Marcus and his friends began sitting around the gap at night and throwing their empty beer bottles into it. The gap absorbed them. They never knew what happened to the bottles. Marcus liked to think there was someone on the other side getting hit on the head every time they threw a bottle. That would be one pissed off guy if that were all true. It made Marcus laugh. He kept waiting for someone on the other side to throw something back. That never happened. Maybe there was nothing on the other side of the gap. Or maybe it was just a universal dimensional junk yard. Maybe every other universe could dump their trash into it. Marcus liked that idea. If someone could reach the other side then they would be king of the junk heap.

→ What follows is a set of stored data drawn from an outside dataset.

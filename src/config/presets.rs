use crate::config::{
    BranchSettings, CommitMessageIncrementMode, DeploymentMode, IncrementStrategy,
    VersionStrategyKind,
};
use crate::domain::BranchGroup;
use serde::{Deserialize, Serialize};

/// Built-in branching workflows
#[derive(Debug, Clone, Copy, PartialEq, Eq, Default, Serialize, Deserialize)]
pub enum Workflow {
    #[default]
    GitFlow,
    GitHubFlow,
    TrunkBased,
}

const MAIN_PATTERN: &str = "^master$|^main$";
const DEVELOP_PATTERN: &str = "^dev(elop)?(ment)?$";
const RELEASE_PATTERN: &str = "^releases?[/-](?P<BranchName>.+)";
const HOTFIX_PATTERN: &str = "^hotfix(es)?[/-](?P<BranchName>.+)";
const FEATURE_PATTERN: &str = "^features?[/-](?P<BranchName>.+)";
const SUPPORT_PATTERN: &str = "^support[/-](?P<BranchName>.+)";
const PULL_REQUEST_PATTERN: &str = r"^(pull|pull-requests|pr)[/-](?P<Number>\d+)";

fn settings(
    regex: Option<&str>,
    increment: IncrementStrategy,
    label: &str,
    mode: DeploymentMode,
) -> BranchSettings {
    BranchSettings {
        regex: regex.map(str::to_string),
        increment: Some(increment),
        label: Some(label.to_string()),
        mode: Some(mode),
        ..BranchSettings::default()
    }
}

impl Workflow {
    /// Global defaults every group layers over
    pub fn defaults(&self) -> BranchSettings {
        BranchSettings {
            regex: None,
            increment: Some(IncrementStrategy::Inherit),
            label: Some("{BranchName}".to_string()),
            mode: Some(DeploymentMode::ContinuousDelivery),
            track_merge_target: Some(false),
            tracks_release_branches: Some(false),
            is_main_branch: Some(false),
            is_release_branch: Some(false),
            prevent_increment_when_current_commit_tagged: Some(true),
            prevent_increment_of_merged_branch: Some(false),
            commit_message_incrementing: Some(CommitMessageIncrementMode::Enabled),
        }
    }

    /// Strategies enabled when the document lists none
    pub fn strategies(&self) -> Vec<VersionStrategyKind> {
        match self {
            Workflow::GitFlow | Workflow::GitHubFlow => vec![
                VersionStrategyKind::Fallback,
                VersionStrategyKind::ConfiguredNextVersion,
                VersionStrategyKind::VersionInBranchName,
                VersionStrategyKind::TaggedCommit,
                VersionStrategyKind::TrackReleaseBranches,
            ],
            Workflow::TrunkBased => vec![
                VersionStrategyKind::ConfiguredNextVersion,
                VersionStrategyKind::TrunkBased,
            ],
        }
    }

    /// Group settings of the workflow; groups it does not define are absent
    pub fn groups(&self) -> Vec<(BranchGroup, BranchSettings)> {
        use DeploymentMode::{ContinuousDelivery, ContinuousDeployment, ManualDeployment};
        use IncrementStrategy::{Inherit, Minor, Patch};

        match self {
            Workflow::GitFlow => vec![
                (
                    BranchGroup::Support,
                    BranchSettings {
                        is_main_branch: Some(true),
                        prevent_increment_of_merged_branch: Some(true),
                        ..settings(Some(SUPPORT_PATTERN), Patch, "", ContinuousDelivery)
                    },
                ),
                (
                    BranchGroup::Hotfix,
                    BranchSettings {
                        is_release_branch: Some(true),
                        prevent_increment_when_current_commit_tagged: Some(false),
                        ..settings(Some(HOTFIX_PATTERN), Patch, "beta", ManualDeployment)
                    },
                ),
                (
                    BranchGroup::Release,
                    BranchSettings {
                        is_release_branch: Some(true),
                        prevent_increment_when_current_commit_tagged: Some(false),
                        ..settings(Some(RELEASE_PATTERN), Minor, "beta", ManualDeployment)
                    },
                ),
                (
                    BranchGroup::Main,
                    BranchSettings {
                        is_main_branch: Some(true),
                        prevent_increment_of_merged_branch: Some(true),
                        ..settings(Some(MAIN_PATTERN), Patch, "", ContinuousDelivery)
                    },
                ),
                (
                    BranchGroup::Develop,
                    BranchSettings {
                        track_merge_target: Some(true),
                        tracks_release_branches: Some(true),
                        ..settings(Some(DEVELOP_PATTERN), Minor, "alpha", ContinuousDeployment)
                    },
                ),
                (
                    BranchGroup::Feature,
                    settings(Some(FEATURE_PATTERN), Inherit, "{BranchName}", ManualDeployment),
                ),
                (
                    BranchGroup::PullRequest,
                    settings(
                        Some(PULL_REQUEST_PATTERN),
                        Inherit,
                        "PullRequest",
                        ContinuousDelivery,
                    ),
                ),
                (
                    BranchGroup::Unknown,
                    settings(None, Inherit, "{BranchName}", ManualDeployment),
                ),
            ],
            Workflow::GitHubFlow => vec![
                (
                    BranchGroup::Release,
                    BranchSettings {
                        is_release_branch: Some(true),
                        prevent_increment_when_current_commit_tagged: Some(false),
                        ..settings(Some(RELEASE_PATTERN), Patch, "beta", ManualDeployment)
                    },
                ),
                (
                    BranchGroup::Main,
                    BranchSettings {
                        is_main_branch: Some(true),
                        prevent_increment_of_merged_branch: Some(true),
                        ..settings(Some(MAIN_PATTERN), Patch, "", ContinuousDelivery)
                    },
                ),
                (
                    BranchGroup::Feature,
                    settings(Some(FEATURE_PATTERN), Inherit, "{BranchName}", ManualDeployment),
                ),
                (
                    BranchGroup::PullRequest,
                    settings(
                        Some(PULL_REQUEST_PATTERN),
                        Inherit,
                        "PullRequest",
                        ContinuousDelivery,
                    ),
                ),
                (
                    BranchGroup::Unknown,
                    settings(None, Inherit, "{BranchName}", ManualDeployment),
                ),
            ],
            Workflow::TrunkBased => vec![
                (
                    BranchGroup::Hotfix,
                    settings(Some(HOTFIX_PATTERN), Patch, "{BranchName}", ContinuousDelivery),
                ),
                (
                    BranchGroup::Main,
                    BranchSettings {
                        is_main_branch: Some(true),
                        ..settings(Some(MAIN_PATTERN), Patch, "", ContinuousDeployment)
                    },
                ),
                (
                    BranchGroup::Feature,
                    settings(Some(FEATURE_PATTERN), Minor, "{BranchName}", ContinuousDelivery),
                ),
                (
                    BranchGroup::PullRequest,
                    settings(
                        Some(PULL_REQUEST_PATTERN),
                        Inherit,
                        "PullRequest",
                        ContinuousDelivery,
                    ),
                ),
                (
                    BranchGroup::Unknown,
                    settings(None, Patch, "{BranchName}", ContinuousDelivery),
                ),
            ],
        }
    }
}

#[cfg(test)]
mod tests {
    use super::*;

    #[test]
    fn test_gitflow_defines_every_group() {
        let groups: Vec<BranchGroup> = Workflow::GitFlow.groups().into_iter().map(|(g, _)| g).collect();
        assert_eq!(groups, BranchGroup::ALL.to_vec());
    }

    #[test]
    fn test_gitflow_develop_tracks_release_branches() {
        let develop = Workflow::GitFlow
            .groups()
            .into_iter()
            .find(|(g, _)| *g == BranchGroup::Develop)
            .map(|(_, s)| s)
            .unwrap();
        assert_eq!(develop.tracks_release_branches, Some(true));
        assert_eq!(develop.label.as_deref(), Some("alpha"));
    }

    #[test]
    fn test_trunk_based_strategies() {
        assert_eq!(
            Workflow::TrunkBased.strategies(),
            vec![
                VersionStrategyKind::ConfiguredNextVersion,
                VersionStrategyKind::TrunkBased
            ]
        );
    }
}
//! Commit distance counting with memoized ancestor sets

use crate::domain::Commit;
use crate::error::{GitSemverError, Result};
use crate::git::Repository;
use git2::Oid;
use std::cell::{Cell, RefCell};
use std::collections::{HashMap, HashSet};
use std::rc::Rc;
use tracing::debug;

/// Per-calculation view of the commit graph.
///
/// Caches ancestor sets and pairwise distances for the lifetime of one
/// calculation, and charges every commit visit against the optional step
/// budget.
pub struct CommitGraph<'r, R: Repository> {
    repo: &'r R,
    ancestors: RefCell<HashMap<Oid, Rc<HashSet<Oid>>>>,
    distances: RefCell<HashMap<(Option<Oid>, Oid), u64>>,
    steps: Cell<u64>,
    budget: Option<u64>,
}

impl<'r, R: Repository> CommitGraph<'r, R> {
    pub fn new(repo: &'r R, budget: Option<u64>) -> Self {
        CommitGraph {
            repo,
            ancestors: RefCell::new(HashMap::new()),
            distances: RefCell::new(HashMap::new()),
            steps: Cell::new(0),
            budget,
        }
    }

    pub fn repo(&self) -> &'r R {
        self.repo
    }

    /// Commit visits charged so far
    pub fn steps(&self) -> u64 {
        self.steps.get()
    }

    fn charge(&self, visits: u64) -> Result<()> {
        let total = self.steps.get() + visits;
        self.steps.set(total);
        if let Some(budget) = self.budget {
            if total > budget {
                return Err(GitSemverError::StepBudgetExceeded { budget });
            }
        }
        Ok(())
    }

    /// Every commit reachable from `oid`, itself included.
    ///
    /// Parents missing from the object store end the walk on that path, the
    /// way a shallow clone's boundary does.
    pub fn ancestors(&self, oid: Oid) -> Result<Rc<HashSet<Oid>>> {
        if let Some(cached) = self.ancestors.borrow().get(&oid) {
            return Ok(Rc::clone(cached));
        }

        // The start itself must exist
        let start = self.repo.get_commit(oid)?;
        self.charge(1)?;

        let mut set = HashSet::from([oid]);
        let mut stack = start.parents;
        while let Some(current) = stack.pop() {
            if set.contains(&current) {
                continue;
            }
            if let Some(cached) = self.ancestors.borrow().get(&current) {
                set.extend(cached.iter().copied());
                continue;
            }
            match self.repo.get_commit(current) {
                Ok(commit) => {
                    self.charge(1)?;
                    set.insert(current);
                    stack.extend(commit.parents);
                }
                Err(e) if e.is_recoverable() => {
                    debug!(commit = %current, "history boundary reached");
                }
                Err(e) => return Err(e),
            }
        }

        let set = Rc::new(set);
        self.ancestors.borrow_mut().insert(oid, Rc::clone(&set));
        Ok(set)
    }

    /// Number of commits reachable from `target` but not from `source`.
    ///
    /// `None` for `source` counts from the start of history.
    pub fn distance(&self, source: Option<Oid>, target: Oid) -> Result<u64> {
        if let Some(known) = self.distances.borrow().get(&(source, target)) {
            return Ok(*known);
        }

        let reachable = self.ancestors(target)?;
        let count = match source {
            Some(source) => {
                let excluded = self.ancestors(source)?;
                reachable.difference(&excluded).count()
            }
            None => reachable.len(),
        };
        let count = count as u64;

        self.distances.borrow_mut().insert((source, target), count);
        Ok(count)
    }

    /// Whether `ancestor` is reachable from `descendant`, using the cache
    pub fn is_ancestor(&self, ancestor: Oid, descendant: Oid) -> Result<bool> {
        Ok(self.ancestors(descendant)?.contains(&ancestor))
    }

    /// Commits in `(from, to]`, parents first, charged against the budget
    pub fn commits_between(&self, from: Option<Oid>, to: Oid) -> Result<Vec<Commit>> {
        let commits = self.repo.commits_between(from, to)?;
        self.charge(commits.len() as u64)?;
        Ok(commits)
    }

    /// Follow first parents from `start` until `stop` returns true or history ends.
    ///
    /// Returns the visited commits newest first, including the stopping commit.
    pub fn first_parent_path(
        &self,
        start: Oid,
        mut stop: impl FnMut(&Commit) -> bool,
    ) -> Result<Vec<Commit>> {
        let mut path = Vec::new();
        let mut next = Some(start);
        while let Some(oid) = next {
            let commit = self.repo.get_commit(oid)?;
            self.charge(1)?;
            let done = stop(&commit);
            next = commit.first_parent();
            path.push(commit);
            if done {
                break;
            }
        }
        Ok(path)
    }
}

#[cfg(test)]
mod tests {
    use super::*;
    use crate::git::MockRepository;

    #[test]
    fn test_distance_linear_history() {
        let mut repo = MockRepository::new();
        let a = repo.commit("a");
        repo.commit("b");
        let c = repo.commit("c");

        let graph = CommitGraph::new(&repo, None);
        assert_eq!(graph.distance(Some(a), c).unwrap(), 2);
        assert_eq!(graph.distance(None, c).unwrap(), 3);
        assert_eq!(graph.distance(Some(c), c).unwrap(), 0);
    }

    #[test]
    fn test_distance_counts_merged_commits() {
        let mut repo = MockRepository::new();
        let a = repo.commit("a");
        repo.branch("feature/x");
        repo.commit("x1");
        repo.commit("x2");
        repo.checkout("main").unwrap();
        repo.commit("b");
        let merge = repo.merge("feature/x").unwrap();

        let graph = CommitGraph::new(&repo, None);
        // x1, x2, b and the merge
        assert_eq!(graph.distance(Some(a), merge).unwrap(), 4);
    }

    #[test]
    fn test_height_grows_by_one_per_commit() {
        let mut repo = MockRepository::new();
        let a = repo.commit("a");
        let mut previous = 0;
        for i in 0..5 {
            let tip = repo.commit(&format!("c{}", i));
            let graph = CommitGraph::new(&repo, None);
            let height = graph.distance(Some(a), tip).unwrap();
            assert_eq!(height, previous + 1);
            previous = height;
        }
    }

    #[test]
    fn test_ancestor_sets_are_memoized() {
        let mut repo = MockRepository::new();
        repo.commit("a");
        let b = repo.commit("b");
        let graph = CommitGraph::new(&repo, None);

        let first = graph.ancestors(b).unwrap();
        let steps = graph.steps();
        let second = graph.ancestors(b).unwrap();
        assert!(Rc::ptr_eq(&first, &second));
        assert_eq!(graph.steps(), steps);
    }

    #[test]
    fn test_step_budget_is_fatal() {
        let mut repo = MockRepository::new();
        for i in 0..10 {
            repo.commit(&format!("c{}", i));
        }
        let tip = repo.head_commit().unwrap();
        let graph = CommitGraph::new(&repo, Some(5));

        let err = graph.distance(None, tip).unwrap_err();
        assert!(matches!(err, GitSemverError::StepBudgetExceeded { budget: 5 }));
        assert!(!err.is_recoverable());
    }

    #[test]
    fn test_missing_parent_is_a_boundary() {
        let mut repo = MockRepository::new();
        let a = repo.commit("a");
        repo.commit("b");
        let c = repo.commit("c");
        repo.remove_commit(a);

        let graph = CommitGraph::new(&repo, None);
        assert_eq!(graph.distance(None, c).unwrap(), 2);
    }

    #[test]
    fn test_first_parent_path_stops() {
        let mut repo = MockRepository::new();
        let a = repo.commit("a");
        let b = repo.commit("b");
        let c = repo.commit("c");

        let graph = CommitGraph::new(&repo, None);
        let path = graph.first_parent_path(c, |commit| commit.id == b).unwrap();
        let ids: Vec<Oid> = path.iter().map(|commit| commit.id).collect();
        assert_eq!(ids, vec![c, b]);
        let full = graph.first_parent_path(c, |_| false).unwrap();
        assert_eq!(full.last().map(|commit| commit.id), Some(a));
    }
}
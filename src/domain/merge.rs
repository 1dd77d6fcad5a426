//! Merge commit message parsing
//!
//! Recognizes the messages git, GitHub and Azure DevOps write for merges so
//! that the merged branch can be identified after it has been deleted.

use crate::domain::branch::normalize_branch_name;
use regex::Regex;
use std::sync::OnceLock;

/// Branch information recovered from a merge commit message
#[derive(Debug, Clone, PartialEq, Eq)]
pub struct MergeMessage {
    /// The branch that was merged in
    pub merged_branch: String,
    /// The branch merged into, when the message names it
    pub target_branch: Option<String>,
    /// Pull request number for pull request merges
    pub pull_request: Option<u64>,
}

fn formats() -> &'static [Regex] {
    static FORMATS: OnceLock<Vec<Regex>> = OnceLock::new();
    FORMATS.get_or_init(|| {
        [
            r"^Merge branch '(?P<source>[^']+)'(?: into (?P<target>\S+))?",
            r"^Merge remote-tracking branch '(?P<source>[^']+)'(?: into (?P<target>\S+))?",
            r"^Merge pull request #(?P<pr>\d+) (?:from|in) (?:[^\s/]+/)?(?P<source>\S+)(?: into (?P<target>\S+))?",
            r"^Merged PR (?P<pr>\d+): Merged? (?P<source>\S+) (?:to|into) (?P<target>\S+)",
        ]
        .iter()
        .filter_map(|pattern| Regex::new(pattern).ok())
        .collect()
    })
}

impl MergeMessage {
    /// Parse the first line of a merge commit message
    pub fn parse(message: &str) -> Option<Self> {
        let summary = message.lines().next()?.trim();

        formats().iter().find_map(|format| {
            let captures = format.captures(summary)?;
            let merged_branch = normalize_branch_name(captures.name("source")?.as_str()).to_string();
            Some(MergeMessage {
                merged_branch,
                target_branch: captures
                    .name("target")
                    .map(|m| normalize_branch_name(m.as_str()).to_string()),
                pull_request: captures.name("pr").and_then(|m| m.as_str().parse().ok()),
            })
        })
    }
}
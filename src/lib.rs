//! Knowledge-graph RAG engine
//!
//! This library provides tools to:
//! - Split documents into token-bounded, overlapping chunks
//! - Parse model extraction output (delimited tuples or structured blocks)
//! - Merge noisy entity/relation candidates into a canonical knowledge graph,
//!   safely under concurrent chunk processing
//! - Cache model calls with single-flight miss handling
//! - Fuse vector, graph and keyword retrieval channels with Reciprocal Rank
//!   Fusion at query time

pub mod cache;
pub mod chunker;
pub mod config;
pub mod error;
pub mod extract;
pub mod fusion;
pub mod graph;
pub mod llm;
pub mod pipeline;
pub mod prompts;
pub mod retrieval;
pub mod storage;
pub mod sync;
pub mod tokenizer;

// Re-export common types
pub use cache::{Cache, CacheScope, Cached};
pub use chunker::{chunk_document, Chunk, ChunkOptions};
pub use config::Config;
pub use error::{Error, Result};
pub use extract::{DelimiterSet, ExtractionFormat, ParsedRecords};
pub use fusion::{fuse, FusedItem, FusionOptions};
pub use graph::{Entity, MergeEngine, MergeOutcome, Relation};
pub use llm::{ChatMessage, CompletionModel, EmbeddingModel, HashEmbedder, OpenAiCompatClient};
pub use pipeline::{CancelHandle, IngestReport, Pipeline};
pub use retrieval::{QueryOptions, RetrievalMode, RetrievedChunk, Retriever};
pub use storage::{GraphStore, KvStore, VectorIndex};
pub use tokenizer::{Tokenizer, WordTokenizer};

They could reuse it or recycle it or trade one universe’s trash to another universe for something worthwhile. Certainly something in the junk heap would have to be of value somewhere else.
The gap proved to be deadly when a friend’s dog was lost inside. None of them had thought about the consequences of leaving the gap unattended before. They had no idea how many other animals had jumped into it. Marcus didn’t think he was throwing off some balance of nature by allowing small creatures to disappear into the gap, but how could he be sure? Exotic creatures always brought exotic diseases with them. That dog could have just killed off an entire planet because it had never experienced fleas.  Marcus was perhaps the greatest unintentional mass murder of all time. Marcus didn’t like that idea.  He didn’t like that one bit. Marcus built a box structure to put around the gap. He didn’t know what else to do. He was sure to run into problems when he moved and had to explain the gap. He was certain he wouldn’t be getting his security deposit back.